Clustering co-regularization multiview

Introduction

The ever growing complexity of data constitutes a central challenge for the data mining community. This complexity may concern various aspects, such as the size of the dataset, the complexity of the features, the temporality or scalability, and more generally the multiplicity of data.

Multiview data are instances that have multiple views from different feature spaces. Data with multiple representations are quite common in scientific, economic, and social domains such as biology, medicine, marketing, and social networks. For example, the variables of the nucleated blood cell data¹ were divided into views of density, geometry, “color,” and texture, each representing a view of particular measurements on the nucleated blood cells. In the past decade, multiview data have raised interests in the so-called multiview clustering.^2–7 Multiview clustering needs to exploit the information from multiple views and takes the differences among different views into consideration in order to produce a more accurate and robust partitioning of the data.

A fundamental issue of multiview clustering is to combine multiple clustering from each individual views. Usually, there exist two main approaches in multiview learning: centralized and distributed. Distributed strategy is also known as clustering ensembles problematic or a posteriori fusion. Centralized algorithms make use of multiple representations simultaneously to discover hidden patterns from the data. Most of the existing work in multiview clustering follows the centralized approach with extensions to existing clustering algorithms.^3–5

In semisupervised learning, co-regularization makes the hypotheses that learned from different views of the data agree with each other on unlabeled data.⁸ The framework employs two main assumptions: (1) the true objective functions in each view should agree on the labels for the unlabeled data (compatibility), and (2) the views are independent given the class label (conditional independence). The compatibility assumption allows us to shrink the space of possible target hypotheses by searching only over the compatible functions. The independence assumption makes it unlikely for compatible classifiers to agree on wrong labels. In the case of clustering, this would mean that a data point in both views would be assigned to the correct cluster with high probability.

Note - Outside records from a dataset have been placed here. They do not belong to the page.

impl StreamInfo {
    /// The length of a stream information block body in bytes.
    pub const LEN: u32 = 34;

    /// Read a stream information block.
    pub fn read<B: ReadBytes>(reader: &mut B) -> Result<StreamInfo> {
        let mut info = StreamInfo::default();

        // Read the block length bounds in number of samples.
        info.block_len_min = reader.read_be_u16()?;
        info.block_len_max = reader.read_be_u16()?;

        // Validate the block length bounds are in the range [16, 65535] samples.
        if info.block_len_min < 16 || info.block_len_max < 16 {
            return decode_error("flac: minimum block length is 16 samples");
        }

        // Validate the maximum block size is greater than or equal to the minimum block size.
        if info.block_len_max < info.block_len_min {
            return decode_error("flac: maximum block length is less than the minimum block length");
        }

        // Read the frame byte length bounds.
        info.frame_byte_len_min = reader.read_be_u24()?;
        info.frame_byte_len_max = reader.read_be_u24()?;

        // Validate the maximum frame byte length is greater than or equal to the minimum frame byte
        // length if both are known. A value of 0 for either indicates the respective byte length is
        // unknown. Valid values are in the range [0, (2^24) - 1] bytes.
        if info.frame_byte_len_min > 0
            && info.frame_byte_len_max > 0
            && info.frame_byte_len_max < info.frame_byte_len_min
        {
            return decode_error("flac: maximum frame length is less than the minimum frame length");
        }

        let mut br = BitStreamLtr::new(reader);

        // Read sample rate, valid rates are [1, 655350] Hz.
        info.sample_rate = br.read_bits_leq32(20)?;

        if info.sample_rate < 1 || info.sample_rate > 655_350 {
            return decode_error("flac: stream sample rate out of bounds");
        }

        // Read number of channels minus 1. Valid number of channels are 1-8.
        info.n_channels = br.read_bits_leq32(3)? + 1;

        // Read bits per sample minus 1. Valid number of bits per sample are 4-32.
        info.bits_per_sample = br.read_bits_leq32(5)? + 1;

        if info.bits_per_sample < 4 {
            return decode_error("flac: stream bits per sample are out of bounds");
        }

        // Read the total number of samples. All values are valid. A value of 0 indiciates a stream
        // of unknown length.
        info.n_samples = match br.read_bits_leq64(36)? {
            0 => None,
            samples => Some(samples),
        };

        // Read the decoded audio data MD5. If the MD5 buffer is zeroed then no checksum is present.
        let mut md5 = [0; 16];
        reader.read_buf_exact(&mut md5)?;

        if md5 != [0; 16] {
            info.md5 = Some(md5);
        }

        Ok(info)
    }

    /// Write a stream information block body.
    ///
    /// Fields are truncated to their coded widths. A total sample count that does not fit in 36
    /// bits is written as 0 (unknown).
    pub fn write(&self, writer: &mut BitWriterLtr) {
        writer.write_bits_leq32(u32::from(self.block_len_min), 16);
        writer.write_bits_leq32(u32::from(self.block_len_max), 16);
        writer.write_bits_leq32(self.frame_byte_len_min, 24);
        writer.write_bits_leq32(self.frame_byte_len_max, 24);
        writer.write_bits_leq32(self.sample_rate, 20);
        writer.write_bits_leq32(self.n_channels.saturating_sub(1), 3);
        writer.write_bits_leq32(self.bits_per_sample.saturating_sub(1), 5);

        let n_samples = match self.n_samples {
            Some(n_samples) if n_samples < 1 << 36 => n_samples,
            _ => 0,
        };

        writer.write_bits_leq64(n_samples, 36);
        writer.write_bytes(&self.md5.unwrap_or([0; 16]));
    }

    /// Check if the size is valid for a stream information block.
    pub fn is_valid_size(size: u64) -> bool {
        size == u64::from(StreamInfo::LEN)
    }
}

/// A vendor-specific application block.
#[derive(Clone, Debug, Default, PartialEq, Eq)]
pub struct Application {
    /// The registered application identifier.
    pub id: [u8; 4],
    /// The application data.
    pub data: Box<[u8]>,
}

impl Application {
    fn read(reader: &mut BufReader<'_>) -> Result<Application> {
        let id = reader.read_quad_bytes()?;
        let data = Box::from(reader.read_buf_bytes_available_ref());
        Ok(Application { id, data })
    }
}

/// The body of a metadata block.
#[derive(Clone, Debug, PartialEq, Eq)]
pub enum MetadataBlockData {
    StreamInfo(StreamInfo),
    /// Padding of the given length in bytes.
    Padding(u32),
    Application(Application),
    SeekTable(SeekTable),
    VorbisComment(VorbisComment),
    CueSheet(CueSheet),
    Picture(Picture),
    /// An opaque block of a reserved type.
    Undefined { block_type: u8, data: Box<[u8]> },
}

impl MetadataBlockData {
    /// Gets the type of the block.
    pub fn block_type(&self) -> MetadataBlockType {
        match self {
            MetadataBlockData::StreamInfo(_) => MetadataBlockType::StreamInfo,
            MetadataBlockData::Padding(_) => MetadataBlockType::Padding,
            MetadataBlockData::Application(_) => MetadataBlockType::Application,
            MetadataBlockData::SeekTable(_) => MetadataBlockType::SeekTable,
            MetadataBlockData::VorbisComment(_) => MetadataBlockType::VorbisComment,
            MetadataBlockData::CueSheet(_) => MetadataBlockType::CueSheet,
            MetadataBlockData::Picture(_) => MetadataBlockType::Picture,
            MetadataBlockData::Undefined { block_type, .. } => {
                MetadataBlockType::Undefined(*block_type)
            }
        }
    }

    /// Gets the length of the encoded body in bytes.
    pub fn len(&self) -> u64 {
        match self {
            MetadataBlockData::StreamInfo(_) => u64::from(StreamInfo::LEN),
            MetadataBlockData::Padding(len) => u64::from(*len),
            MetadataBlockData::Application(app) => 4 + app.data.len() as u64,
            MetadataBlockData::SeekTable(table) => table.encoded_len(),
            MetadataBlockData::VorbisComment(comment) => comment.encoded_len(),
            MetadataBlockData::CueSheet(cue_sheet) => cue_sheet.encoded_len(),
            MetadataBlockData::Picture(picture) => picture.encoded_len(),
            MetadataBlockData::Undefined { data, .. } => data.len() as u64,
        }
    }

    /// Returns true if the encoded body is empty.
    pub fn is_empty(&self) -> bool {
        self.len() == 0
    }

    /// Parses a block body of the given type. The body must be consumed exactly.
    pub fn read(block_type: MetadataBlockType, body: &[u8]) -> Result<MetadataBlockData> {
        let mut reader = BufReader::new(body);

        let data = match read_body(block_type, &mut reader) {
            Ok(data) => data,
            Err(ref err) if is_end_of_stream(err) => {
                return decode_error("flac: metadata block is shorter than its contents")
            }
            Err(err) => return Err(err),
        };

        if reader.bytes_available() > 0 {
            return decode_error("flac: metadata block is longer than its contents");
        }

        Ok(data)
    }

    /// Writes the block body.
    pub fn write(&self, writer: &mut BitWriterLtr) {
        match self {
            MetadataBlockData::StreamInfo(info) => info.write(writer),
            MetadataBlockData::Padding(len) => writer.write_bytes(&vec![0; *len as usize]),
            MetadataBlockData::Application(app) => {
                writer.write_bytes(&app.id);
                writer.write_bytes(&app.data);
            }
            MetadataBlockData::SeekTable(table) => table.write(writer),
            MetadataBlockData::VorbisComment(comment) => comment.write(writer),
            MetadataBlockData::CueSheet(cue_sheet) => cue_sheet.write(writer),
            MetadataBlockData::Picture(picture) => picture.write(writer),
            MetadataBlockData::Undefined { data, .. } => writer.write_bytes(data),
        }
    }
}

fn read_body(block_type: MetadataBlockType, reader: &mut BufReader<'_>) -> Result<MetadataBlockData> {
    let data = match block_type {
        MetadataBlockType::StreamInfo => MetadataBlockData::StreamInfo(StreamInfo::read(reader)?),
        MetadataBlockType::Padding => {
            let len = reader.read_buf_bytes_available_ref().len();
            MetadataBlockData::Padding(len as u32)
        }
        MetadataBlockType::Application => MetadataBlockData::Application(Application::read(reader)?),
        MetadataBlockType::SeekTable => MetadataBlockData::SeekTable(SeekTable::read(reader)?),
        MetadataBlockType::VorbisComment => {
            MetadataBlockData::VorbisComment(VorbisComment::read(reader)?)
        }
        MetadataBlockType::CueSheet => MetadataBlockData::CueSheet(CueSheet::read(reader)?),
        MetadataBlockType::Picture => MetadataBlockData::Picture(Picture::read(reader)?),
        MetadataBlockType::Undefined(code) => MetadataBlockData::Undefined {
            block_type: code,
            data: Box::from(reader.read_buf_bytes_available_ref()),
        },
    };

    Ok(data)
}

/// A metadata block.
#[derive(Clone, Debug, PartialEq, Eq)]
pub struct MetadataBlock {
    /// Set if this is the last metadata block before the audio frames.
    pub is_last: bool,
    pub data: MetadataBlockData,
}

impl MetadataBlock {
    /// Instantiate a new block that is not the last block.
    pub fn new(data: MetadataBlockData) -> Self {
        MetadataBlock { is_last: false, data }
    }

    /// Gets the type of the block.
    pub fn block_type(&self) -> MetadataBlockType {
        self.data.block_type()
    }

    /// Gets the length of the encoded body in bytes.
    pub fn len(&self) -> u64 {
        self.data.len()
    }

    /// Returns true if the encoded body is empty.
    pub fn is_empty(&self) -> bool {
        self.data.is_empty()
    }

    /// Reads a complete metadata block, header and body.
    pub fn read<B: ReadBytes>(reader: &mut B) -> Result<MetadataBlock> {
        let header = MetadataBlockHeader::read(reader)?;
        let body = reader.read_boxed_slice_exact(header.block_len as usize)?;

        let data = MetadataBlockData::read(header.block_type, &body)?;

        Ok(MetadataBlock { is_last: header.is_last, data })
    }

    /// Writes a complete metadata block, header and body.
    pub fn write(&self, writer: &mut BitWriterLtr) -> Result<()> {
        let len = self.len();

        if len > u64::from(MAX_METADATA_BLOCK_LEN) {
            return limit_error("flac: metadata block exceeds the maximum block length");
        }

        let header = MetadataBlockHeader {
            is_last: self.is_last,
            block_type: self.block_type(),
            block_len: len as u32,
        };

        header.write(writer);
        self.data.write(writer);

        Ok(())
    }
}

/// A metadata block header.
#[derive(Copy, Clone, Debug, PartialEq, Eq)]
pub struct MetadataBlockHeader {
    pub is_last: bool,
    pub block_type: MetadataBlockType,
    pub block_len: u32,
}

In addition, currently, most of multiview clustering algorithms consider the every view equally in terms of importance, but if there is a poor quality view, it will seriously affect the clustering results. Such as the data distribution is too concentrated to separate completely or there exists noise or outliers in a view, these will make clustering result in this view worse than other views. It is essential to assign weights to different views. Variable weighting clustering was introduced in clustering analysis.^8–10 Recently, Tzortzis and Likas⁵ proposed a weighted combination of exemplar-based mixture models that assigns different weights to the views and learns those weights automatically. Chen et al.⁷ proposed TW-k-means algorithm, considering both view weights and variable weights.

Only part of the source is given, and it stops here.